Simple fire-and-movement tactics win the fight. This principle cannot be stressed too much. It is the one thing that will break a stalemate in battle.
Whenever a unit is stopped by fire, some part of it must promptly return the fire while some part initiates movement. I think you'll find that many fundamentals of modern small unit tactics are both universal and relatively timeless, as there are only so many ways to go about it. But, each nation, and each time period, will have its own idiosyncrasies.
With that in mind, this video will cover one specific nation's army at one specific time in history, and the terminology herein will appropriately reflect that focus. For the sake of simplicity, this video will feature a squad operating by itself, while, ordinarily, squads attacked as part of the platoon effort, and the platoon as part of the company, and so on.
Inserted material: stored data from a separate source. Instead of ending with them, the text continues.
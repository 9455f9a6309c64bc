//! Raster ink surface and its snapshot codec.
//!
//! A [`Surface`] is one page's ink layer: an RGBA8 pixel buffer that strokes
//! and lasso deletions mutate in place. The rich-text note layer lives
//! elsewhere in the page model, so nothing painted or erased here can touch
//! note content. Snapshots round-trip through PNG data URIs, the same wire
//! format the page model persists.

use base64::Engine as _;
use base64::engine::general_purpose::STANDARD as BASE64;
use kurbo::{Point, Rect, Size};
use thiserror::Error;

/// Default logical page width in pixels.
pub const PAGE_WIDTH: u32 = 1600;
/// Default logical page height in pixels.
pub const PAGE_HEIGHT: u32 = 2000;

const DATA_URI_PREFIX: &str = "data:image/png;base64,";

/// Surface errors.
#[derive(Debug, Error)]
pub enum SurfaceError {
    #[error("surface height may only grow (current {current}, requested {requested})")]
    ShrinkRejected { current: u32, requested: u32 },
    #[error("surface cannot be resized while a stroke or lasso session is open")]
    SessionActive,
    #[error("snapshot decode failed: {0}")]
    Decode(String),
    #[error("snapshot encode failed: {0}")]
    Encode(String),
}

/// RGBA8 color.
#[derive(Debug, Clone, Copy, PartialEq, Eq)]
pub struct Rgba {
    pub r: u8,
    pub g: u8,
    pub b: u8,
    pub a: u8,
}

impl Rgba {
    pub const fn new(r: u8, g: u8, b: u8, a: u8) -> Self {
        Self { r, g, b, a }
    }

    pub const fn black() -> Self {
        Self::new(0, 0, 0, 255)
    }

    pub const fn transparent() -> Self {
        Self::new(0, 0, 0, 0)
    }

    /// Return the same color with its alpha scaled by `factor` (0.0..=1.0).
    pub fn with_alpha_scaled(self, factor: f64) -> Self {
        let a = (f64::from(self.a) * factor.clamp(0.0, 1.0)).round() as u8;
        Self::new(self.r, self.g, self.b, a)
    }
}

/// Paint rule for pixel composition.
///
/// `SourceOver` blends new pixels over existing content (ink);
/// `DestinationOut` destructively removes coverage (erase).
#[derive(Debug, Clone, Copy, PartialEq, Eq, Default)]
pub enum CompositeMode {
    #[default]
    SourceOver,
    DestinationOut,
}

/// An addressable 2D pixel buffer holding one page's ink layer.
///
/// Pixel dimensions are fixed per page except for [`Surface::grow_height`],
/// which may only enlarge the buffer.
#[derive(Debug, Clone, PartialEq)]
pub struct Surface {
    width: u32,
    height: u32,
    pixels: Vec<u8>,
}

impl Surface {
    /// Create a fully transparent surface.
    pub fn new(width: u32, height: u32) -> Self {
        Self {
            width,
            height,
            pixels: vec![0; (width as usize) * (height as usize) * 4],
        }
    }

    /// Create a surface at the default page dimensions.
    pub fn page() -> Self {
        Self::new(PAGE_WIDTH, PAGE_HEIGHT)
    }

    pub fn width(&self) -> u32 {
        self.width
    }

    pub fn height(&self) -> u32 {
        self.height
    }

    /// Pixel dimensions as a geometric size.
    pub fn pixel_size(&self) -> Size {
        Size::new(f64::from(self.width), f64::from(self.height))
    }

    /// Full surface rectangle in pixel coordinates.
    pub fn bounds(&self) -> Rect {
        Rect::new(0.0, 0.0, f64::from(self.width), f64::from(self.height))
    }

    /// Read a pixel, or `None` outside the surface.
    pub fn pixel(&self, x: i64, y: i64) -> Option<Rgba> {
        if x < 0 || y < 0 || x >= i64::from(self.width) || y >= i64::from(self.height) {
            return None;
        }
        let i = (y as usize * self.width as usize + x as usize) * 4;
        Some(Rgba::new(
            self.pixels[i],
            self.pixels[i + 1],
            self.pixels[i + 2],
            self.pixels[i + 3],
        ))
    }

    /// Write a pixel directly, ignoring writes outside the surface.
    pub fn set_pixel(&mut self, x: i64, y: i64, color: Rgba) {
        if x < 0 || y < 0 || x >= i64::from(self.width) || y >= i64::from(self.height) {
            return;
        }
        let i = (y as usize * self.width as usize + x as usize) * 4;
        self.pixels[i] = color.r;
        self.pixels[i + 1] = color.g;
        self.pixels[i + 2] = color.b;
        self.pixels[i + 3] = color.a;
    }

    /// Composite a source color onto a pixel according to `mode`.
    pub fn blend_pixel(&mut self, x: i64, y: i64, color: Rgba, mode: CompositeMode) {
        let Some(dst) = self.pixel(x, y) else { return };
        let src_a = f64::from(color.a) / 255.0;
        let out = match mode {
            CompositeMode::SourceOver => {
                let dst_a = f64::from(dst.a) / 255.0;
                let out_a = src_a + dst_a * (1.0 - src_a);
                if out_a <= 0.0 {
                    Rgba::transparent()
                } else {
                    let blend = |s: u8, d: u8| -> u8 {
                        let s = f64::from(s);
                        let d = f64::from(d);
                        ((s * src_a + d * dst_a * (1.0 - src_a)) / out_a).round() as u8
                    };
                    Rgba::new(
                        blend(color.r, dst.r),
                        blend(color.g, dst.g),
                        blend(color.b, dst.b),
                        (out_a * 255.0).round() as u8,
                    )
                }
            }
            CompositeMode::DestinationOut => {
                let out_a = (f64::from(dst.a) * (1.0 - src_a)).round() as u8;
                Rgba::new(dst.r, dst.g, dst.b, out_a)
            }
        };
        self.set_pixel(x, y, out);
    }

    /// Stamp a filled disc centered at `center`.
    pub fn fill_disc(&mut self, center: Point, radius: f64, color: Rgba, mode: CompositeMode) {
        let r = radius.max(0.0);
        let x0 = (center.x - r).floor() as i64;
        let x1 = (center.x + r).ceil() as i64;
        let y0 = (center.y - r).floor() as i64;
        let y1 = (center.y + r).ceil() as i64;
        let r2 = r * r;
        for y in y0..=y1 {
            for x in x0..=x1 {
                let dx = (x as f64 + 0.5) - center.x;
                let dy = (y as f64 + 0.5) - center.y;
                if dx * dx + dy * dy <= r2 {
                    self.blend_pixel(x, y, color, mode);
                }
            }
        }
    }

    /// Commit one stroke segment with round caps.
    ///
    /// The segment is rendered by stamping discs along its length, so the
    /// result depends only on the endpoints, width, color and mode, and
    /// replaying the same segments reproduces the same pixels.
    pub fn stroke_segment(
        &mut self,
        from: Point,
        to: Point,
        width: f64,
        color: Rgba,
        mode: CompositeMode,
    ) {
        let radius = width / 2.0;
        let dist = from.distance(to);
        let steps = (dist / 0.5).ceil().max(1.0) as usize;
        for i in 0..=steps {
            let t = i as f64 / steps as f64;
            let p = Point::new(
                from.x + (to.x - from.x) * t,
                from.y + (to.y - from.y) * t,
            );
            self.fill_disc(p, radius, color, mode);
        }
    }

    /// Clear a rectangular region to transparent.
    pub fn clear_rect(&mut self, rect: Rect) {
        let x0 = rect.x0.floor().max(0.0) as i64;
        let y0 = rect.y0.floor().max(0.0) as i64;
        let x1 = (rect.x1.ceil() as i64).min(i64::from(self.width));
        let y1 = (rect.y1.ceil() as i64).min(i64::from(self.height));
        for y in y0..y1 {
            for x in x0..x1 {
                self.set_pixel(x, y, Rgba::transparent());
            }
        }
    }

    /// Clear the whole surface to transparent.
    pub fn clear(&mut self) {
        self.pixels.fill(0);
    }

    /// Draw another surface onto this one at an offset, source-over.
    pub fn blit(&mut self, src: &Surface, offset_x: i64, offset_y: i64) {
        for y in 0..i64::from(src.height) {
            for x in 0..i64::from(src.width) {
                // pixel() bounds are respected by blend_pixel on the target
                if let Some(c) = src.pixel(x, y) {
                    if c.a > 0 {
                        self.blend_pixel(x + offset_x, y + offset_y, c, CompositeMode::SourceOver);
                    }
                }
            }
        }
    }

    /// Grow the surface height, preserving existing content.
    ///
    /// Heights only grow, never shrink; shrinking would destructively crop
    /// existing strokes.
    pub fn grow_height(&mut self, new_height: u32) -> Result<(), SurfaceError> {
        if new_height < self.height {
            return Err(SurfaceError::ShrinkRejected {
                current: self.height,
                requested: new_height,
            });
        }
        if new_height == self.height {
            return Ok(());
        }
        let row = self.width as usize * 4;
        self.pixels.resize(row * new_height as usize, 0);
        self.height = new_height;
        Ok(())
    }

    /// Whether the surface holds no visible ink.
    pub fn is_blank(&self) -> bool {
        self.pixels.chunks_exact(4).all(|px| px[3] == 0)
    }

    /// Encode the surface to a PNG data URI, the persisted snapshot format.
    pub fn to_data_uri(&self) -> Result<String, SurfaceError> {
        let mut png_bytes = Vec::new();
        {
            let mut encoder = png::Encoder::new(&mut png_bytes, self.width, self.height);
            encoder.set_color(png::ColorType::Rgba);
            encoder.set_depth(png::BitDepth::Eight);
            let mut writer = encoder
                .write_header()
                .map_err(|e| SurfaceError::Encode(e.to_string()))?;
            writer
                .write_image_data(&self.pixels)
                .map_err(|e| SurfaceError::Encode(e.to_string()))?;
        }
        Ok(format!("{}{}", DATA_URI_PREFIX, BASE64.encode(&png_bytes)))
    }

    /// Decode a surface from a PNG data URI.
    pub fn from_data_uri(uri: &str) -> Result<Self, SurfaceError> {
        let b64 = uri
            .strip_prefix(DATA_URI_PREFIX)
            .ok_or_else(|| SurfaceError::Decode("unsupported data URI scheme".to_string()))?;
        let png_bytes = BASE64
            .decode(b64)
            .map_err(|e| SurfaceError::Decode(e.to_string()))?;
        let decoder = png::Decoder::new(std::io::Cursor::new(png_bytes));
        let mut reader = decoder
            .read_info()
            .map_err(|e| SurfaceError::Decode(e.to_string()))?;
        let mut data = vec![0; reader.output_buffer_size()];
        let info = reader
            .next_frame(&mut data)
            .map_err(|e| SurfaceError::Decode(e.to_string()))?;
        if info.color_type != png::ColorType::Rgba || info.bit_depth != png::BitDepth::Eight {
            return Err(SurfaceError::Decode(format!(
                "unexpected pixel format {:?}/{:?}",
                info.color_type, info.bit_depth
            )));
        }
        data.truncate(info.buffer_size());
        Ok(Self {
            width: info.width,
            height: info.height,
            pixels: data,
        })
    }
}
We'll start with our demonstration squad here leaving its forward "assembly area" during a phase of the attack known as the "approach march.
" While battle may have been chaos, there were defined steps to offensive action. The attack transitioned between various set stages, and progress was marked by reaching successive "phase lines. " The squad's attack began when it crossed the "line of departure," commonly abbreviated "LD.
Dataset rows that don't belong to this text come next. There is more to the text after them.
//! Periodic auto-save of the notebook tree.

use super::{Storage, StorageResult};
use crate::notebook::Workspace;
use std::sync::Arc;
use std::time::{Duration, Instant};

/// Default auto-save interval in seconds.
pub const DEFAULT_AUTOSAVE_INTERVAL_SECS: u64 = 30;

/// Key under which the most recently edited workspace is mirrored.
pub const LAST_WORKSPACE_KEY: &str = "__last_workspace__";

/// Tracks dirtiness and save timing for one workspace document.
///
/// The owner marks the manager dirty after each mutation and calls
/// [`AutoSaveManager::maybe_save`] from its tick; a save happens only when
/// the document is dirty and the interval has elapsed.
pub struct AutoSaveManager<S: Storage> {
    storage: Arc<S>,
    interval: Duration,
    last_save: Option<Instant>,
    dirty: bool,
    workspace_key: Option<String>,
}

impl<S: Storage> AutoSaveManager<S> {
    /// Create a new auto-save manager with the given storage backend.
    pub fn new(storage: Arc<S>) -> Self {
        Self {
            storage,
            interval: Duration::from_secs(DEFAULT_AUTOSAVE_INTERVAL_SECS),
            last_save: None,
            dirty: false,
            workspace_key: None,
        }
    }

    pub fn set_interval(&mut self, interval: Duration) {
        self.interval = interval;
    }

    pub fn interval(&self) -> Duration {
        self.interval
    }

    /// Mark the tree as having unsaved changes.
    pub fn mark_dirty(&mut self) {
        self.dirty = true;
    }

    pub fn is_dirty(&self) -> bool {
        self.dirty
    }

    /// Set the storage key the workspace saves under.
    pub fn set_workspace_key(&mut self, key: Option<String>) {
        self.workspace_key = key;
    }

    pub fn workspace_key(&self) -> Option<&str> {
        self.workspace_key.as_deref()
    }

    /// Whether a save is due (dirty and interval elapsed).
    pub fn should_save(&self) -> bool {
        if !self.dirty {
            return false;
        }
        match self.last_save {
            Some(last) => last.elapsed() >= self.interval,
            None => true,
        }
    }

    /// Save if due. Returns true if a save was performed.
    pub fn maybe_save(&mut self, workspace: &Workspace) -> StorageResult<bool> {
        if !self.should_save() {
            return Ok(false);
        }
        self.save(workspace)?;
        Ok(true)
    }

    /// Force an immediate save.
    pub fn save(&mut self, workspace: &Workspace) -> StorageResult<()> {
        let key = self
            .workspace_key
            .clone()
            .unwrap_or_else(|| super::storage_key(&workspace.id, "folders"));
        self.storage.save(&key, workspace)?;
        // Mirror for restore-on-launch.
        self.storage.save(LAST_WORKSPACE_KEY, workspace)?;

        self.last_save = Some(Instant::now());
        self.dirty = false;
        Ok(())
    }

    /// Load a tree by key and adopt it as the current document.
    pub fn load(&mut self, key: &str) -> StorageResult<Workspace> {
        let workspace = self.storage.load(key)?;
        self.workspace_key = Some(key.to_string());
        self.dirty = false;
        self.last_save = Some(Instant::now());
        Ok(workspace)
    }

    /// Try to load the most recently edited workspace.
    pub fn load_last(&mut self) -> Option<Workspace> {
        match self.storage.load(LAST_WORKSPACE_KEY) {
            Ok(workspace) => {
                self.workspace_key = Some(super::storage_key(&workspace.id, "folders"));
                self.dirty = false;
                self.last_save = Some(Instant::now());
                Some(workspace)
            }
            Err(_) => None,
        }
    }

    /// List stored workspace keys, hiding the restore mirror.
    pub fn list_workspaces(&self) -> StorageResult<Vec<String>> {
        let mut keys = self.storage.list()?;
        keys.retain(|k| k != LAST_WORKSPACE_KEY);
        Ok(keys)
    }

    pub fn storage(&self) -> &Arc<S> {
        &self.storage
    }
}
" during a coordinated attack the squad might first occupy an "attack position," the last covered and concealed position before reaching the LD. For those wandering, "cover" provided protection from enemy fire, whereas "concealment" provided protection from enemy observation. So a hill provides both cover and concealment, whereas a smoke screen provides concealment but no cover.
I suppose bulletproof glass is one of the few things that could provide cover but not concealment. Anyway an attack position was the last place to finish checks, finalize orders, and designate rallying points before all hell broke loose. "Rallying points," also confusingly referred to in some manuals as "assembly points," Were defined as a: A rallying point could be to the rear of the squad, such as a location where patrol could regroup if it was ambushed, or it could be to the squad's front where its members could regroup, if for example, they were scattered during a river crossing.
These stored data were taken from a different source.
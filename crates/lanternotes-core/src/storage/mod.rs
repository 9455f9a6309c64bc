//! Storage abstraction for whole-tree persistence.
//!
//! The notebook tree is persisted as a single JSON document under a
//! workspace-scoped key; every save rewrites the full tree. Persistence is
//! synchronous and bounded by document size, so a failed write leaves the
//! in-memory tree (and any live surfaces) untouched.

mod autosave;
mod file;
mod memory;

pub use autosave::{AutoSaveManager, DEFAULT_AUTOSAVE_INTERVAL_SECS, LAST_WORKSPACE_KEY};
pub use file::FileStorage;
pub use memory::MemoryStorage;

use thiserror::Error;

use crate::notebook::Workspace;

/// Storage errors.
#[derive(Debug, Error)]
pub enum StorageError {
    #[error("document not found: {0}")]
    NotFound(String),
    #[error("serialization error: {0}")]
    Serialization(String),
    #[error("IO error: {0}")]
    Io(String),
    #[error("storage error: {0}")]
    Other(String),
}

/// Result type for storage operations.
pub type StorageResult<T> = Result<T, StorageError>;

/// Build the workspace-scoped storage key for a document.
///
/// Matches the `{workspace}-lantern-notes-{key}` namespace of the persisted
/// browser-storage documents, so existing data remains addressable.
pub fn storage_key(workspace_id: &str, key: &str) -> String {
    format!("{workspace_id}-lantern-notes-{key}")
}

/// Trait for tree storage backends.
///
/// Implementations store whole-tree JSON documents in memory, on the
/// filesystem, or any other key-value medium.
pub trait Storage: Send + Sync {
    /// Save a tree under a key, overwriting any previous document.
    fn save(&self, key: &str, workspace: &Workspace) -> StorageResult<()>;

    /// Load the tree stored under a key.
    fn load(&self, key: &str) -> StorageResult<Workspace>;

    /// Delete the document under a key.
    fn delete(&self, key: &str) -> StorageResult<()>;

    /// List all stored keys.
    fn list(&self) -> StorageResult<Vec<String>>;

    /// Check whether a document exists.
    fn exists(&self, key: &str) -> StorageResult<bool>;
}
From the assembly area or attack position, a squad passed through the line of departure at their assigned "point of departure," employing one of the tactical formations I discussed in my previous video; ordinarily a column or diamond. If the location of the enemy was not known, scouts tried to discover them without being discovered first themselves. Upon spotting the enemy, a scout signaled, "enemy in sight," from some type of concealed position.
(It would have been unhealthy to stand up and hold a rifle over your head in full view of enemy personnel. ) If the scouts were detected first, things happen quickly. According to doctrine, when scouts were fired upon the squad immediately took cover and the scouts returned fire with tracer ammunition to point out the enemy positions.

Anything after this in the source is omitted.